Colorado voting machines banned after conspiracy theorist county clerk let unauthorized person in during upgrades

The county clerk of Mesa in Colorado, Tina Peters, "could be in legal trouble" after allowing an unauthorized person into a secure facility during an "upgrade" of the county's voting machines. Colorado Secretary of State Jena Griswold reported that this unauthorized person then released the passwords for the underlying voting machine software online. As for Peters, she is currently at the Mike Lindell conference, or, as one outlet put it, "in hiding."

Griswold also said that one week before the breach, Peters ordered her staff to turn off the video surveillance system that monitors the voting machines and that it was only recently turned back on. She said her office is still waiting for more information and documentation and hasn't been in contact with Peters since launching the investigation Monday.

Peters is currently out of state for a "cyber symposium" hosted by Mike Lindell, the CEO of MyPillow. Lindell has become a champion of conspiracy theories that the election was stolen from former President Donald Trump. The proof of fraud Lindell said he would reveal at the symposium did not materialize.

There's a certain awful elegance to the "conspiracy theorists" being the people plainly trying to get away with one. The Daily Beast:

During Peters' first year as clerk, in 2019, her office was blamed for leaving more than 570 uncounted ballots in a box, long past an election.

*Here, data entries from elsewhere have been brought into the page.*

//! Static self-care content.
//!
//! Everything here is fixed text chosen by [`RiskCategory`] or by the tool the
//! user asks for. Hotlines are Singapore services.

use serde::Serialize;

use crate::errors::CoreError;
use crate::risk::RiskCategory;

/// Seconds per box-breathing cycle (inhale, hold, exhale, hold at 4s each).
pub const SECONDS_PER_CYCLE: u32 = 16;
pub const MIN_BREATHING_CYCLES: u32 = 2;
pub const MAX_BREATHING_CYCLES: u32 = 8;
pub const DEFAULT_BREATHING_CYCLES: u32 = 4;

#[derive(Debug, Clone, Copy, PartialEq, Eq, Serialize)]
pub struct Hotline {
    pub name: &'static str,
    pub number: &'static str,
    pub availability: Option<&'static str>,
}

pub const HOTLINES: &[Hotline] = &[
    Hotline {
        name: "Samaritans of Singapore (SOS)",
        number: "1767",
        availability: Some("24/7"),
    },
    Hotline {
        name: "Institute of Mental Health (IMH) Mental Health Helpline",
        number: "6389 2222",
        availability: Some("24/7"),
    },
    Hotline {
        name: "Singapore Association for Mental Health (SAMH)",
        number: "1800 283 7019",
        availability: None,
    },
    Hotline {
        name: "Singapore Children's Society (SCS) - Tinkle Friend",
        number: "1800 274 4788",
        availability: Some("for children & youth"),
    },
];

pub const SAFETY_NOTE: &str = "If you feel unsafe right now, please call one of the numbers above \
or reach out to a trusted adult immediately.";

pub const EMERGENCY_NOTE: &str =
    "If you are in danger or need urgent help, contact emergency services immediately.";

pub const BOX_BREATHING_STEPS: &[&str] = &[
    "Inhale 4 seconds",
    "Hold 4 seconds",
    "Exhale 4 seconds",
    "Hold 4 seconds",
];

pub const GROUNDING_STEPS: &[&str] = &[
    "5 things you can see",
    "4 things you can feel",
    "3 things you can hear",
    "2 things you can smell",
    "1 thing you can taste",
];

pub const AFFIRMATIONS: &[&str] = &[
    "I can take things one step at a time.",
    "My feelings are valid, and they will pass.",
    "I am allowed to ask for help.",
    "I don't have to be perfect to be worthy.",
    "I can do hard things.",
];

pub const MINI_PROMPTS: &[&str] = &[
    "What's one thing you can control today?",
    "What's one tiny action that would help right now?",
    "If your friend felt this way, what would you tell them?",
    "What's one thing you did well today, even if it's small?",
];

pub const PRIVACY_NOTICE: &[&str] = &[
    "No login required.",
    "Do not enter your full name, NRIC, address, or other personal identifiers.",
    "Entries are stored in a plain local CSV file.",
];

pub const DISCLAIMER: &str = "This tool provides general self-care suggestions and is not a \
substitute for professional medical advice.";

// ---------------------------------------------------------------------------
// Guidance
// ---------------------------------------------------------------------------

/// A named exercise made of ordered steps.
#[derive(Debug, Clone, Copy, PartialEq, Eq, Serialize)]
pub struct Exercise {
    pub title: &'static str,
    pub steps: &'static [&'static str],
    pub note: Option<&'static str>,
}

pub const BOX_BREATHING: Exercise = Exercise {
    title: "Box Breathing (1 minute)",
    steps: BOX_BREATHING_STEPS,
    note: Some("Repeat 3-4 cycles."),
};

pub const GROUNDING: Exercise = Exercise {
    title: "Grounding 5-4-3-2-1",
    steps: GROUNDING_STEPS,
    note: None,
};

/// Content shown after an analysis.
#[derive(Debug, Clone, PartialEq, Eq, Serialize)]
pub struct Guidance {
    pub category: RiskCategory,
    pub headline: &'static str,
    pub detail: Option<&'static str>,
    pub exercises: Vec<Exercise>,
    pub affirmation: Option<&'static str>,
    pub prompt: Option<&'static str>,
    pub hotlines: &'static [Hotline],
}

/// Pick the self-care content for a category.
#[must_use]
pub fn guidance_for(category: RiskCategory) -> Guidance {
    match category {
        RiskCategory::High => Guidance {
            category,
            headline: "It sounds like you may be going through a really hard moment.",
            detail: Some(
                "You don't have to handle this alone. Please consider reaching out for help right now.",
            ),
            exercises: Vec::new(),
            affirmation: None,
            prompt: None,
            hotlines: HOTLINES,
        },
        RiskCategory::Negative => Guidance {
            category,
            headline: "It seems like you're feeling stressed or upset.",
            detail: Some("If you feel unsafe or overwhelmed, run `mindease support`."),
            exercises: vec![BOX_BREATHING, GROUNDING],
            affirmation: Some("You are doing your best, and that is enough."),
            prompt: None,
            hotlines: &[],
        },
        RiskCategory::Positive => Guidance {
            category,
            headline: "You seem to be feeling okay or positive.",
            detail: None,
            exercises: Vec::new(),
            affirmation: Some("Keep going. Small progress is still progress."),
            prompt: Some("What's one thing that went well today?"),
            hotlines: &[],
        },
        RiskCategory::Neutral => Guidance {
            category,
            headline: "Your mood seems neutral or mixed.",
            detail: None,
            exercises: Vec::new(),
            affirmation: None,
            prompt: Some(
                "What is one small thing you can do in the next 10 minutes to help yourself?",
            ),
            hotlines: &[],
        },
    }
}

/// Affirmation for a rotating index (wraps around the list).
#[must_use]
pub fn affirmation(index: usize) -> &'static str {
    AFFIRMATIONS[index % AFFIRMATIONS.len()]
}

// ---------------------------------------------------------------------------
// Breathing timer
// ---------------------------------------------------------------------------

#[derive(Debug, Clone, Copy, PartialEq, Eq, Serialize)]
pub struct BreathingPlan {
    pub cycles: u32,
    pub total_seconds: u32,
    pub steps: &'static [&'static str],
}

/// Build a box-breathing plan for `cycles` rounds.
pub fn breathing_plan(cycles: u32) -> Result<BreathingPlan, CoreError> {
    if !(MIN_BREATHING_CYCLES..=MAX_BREATHING_CYCLES).contains(&cycles) {
        return Err(CoreError::Validation(format!(
            "breathing cycles must be between {MIN_BREATHING_CYCLES} and {MAX_BREATHING_CYCLES}, got {cycles}"
        )));
    }

    Ok(BreathingPlan {
        cycles,
        total_seconds: cycles * SECONDS_PER_CYCLE,
        steps: BOX_BREATHING_STEPS,
    })
}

Less than a year later, one of her office's drop boxes leaked ballots, sending some floating in the summer breeze. Now Peters has gone underground, reportedly hiding in a safe house provided by Lindell, after she allegedly participated in a breach of Mesa County voting machine data this year. That data soon wound up on conspiracy websites, making Peters a folk hero among the MAGA set and the subject of an FBI investigation.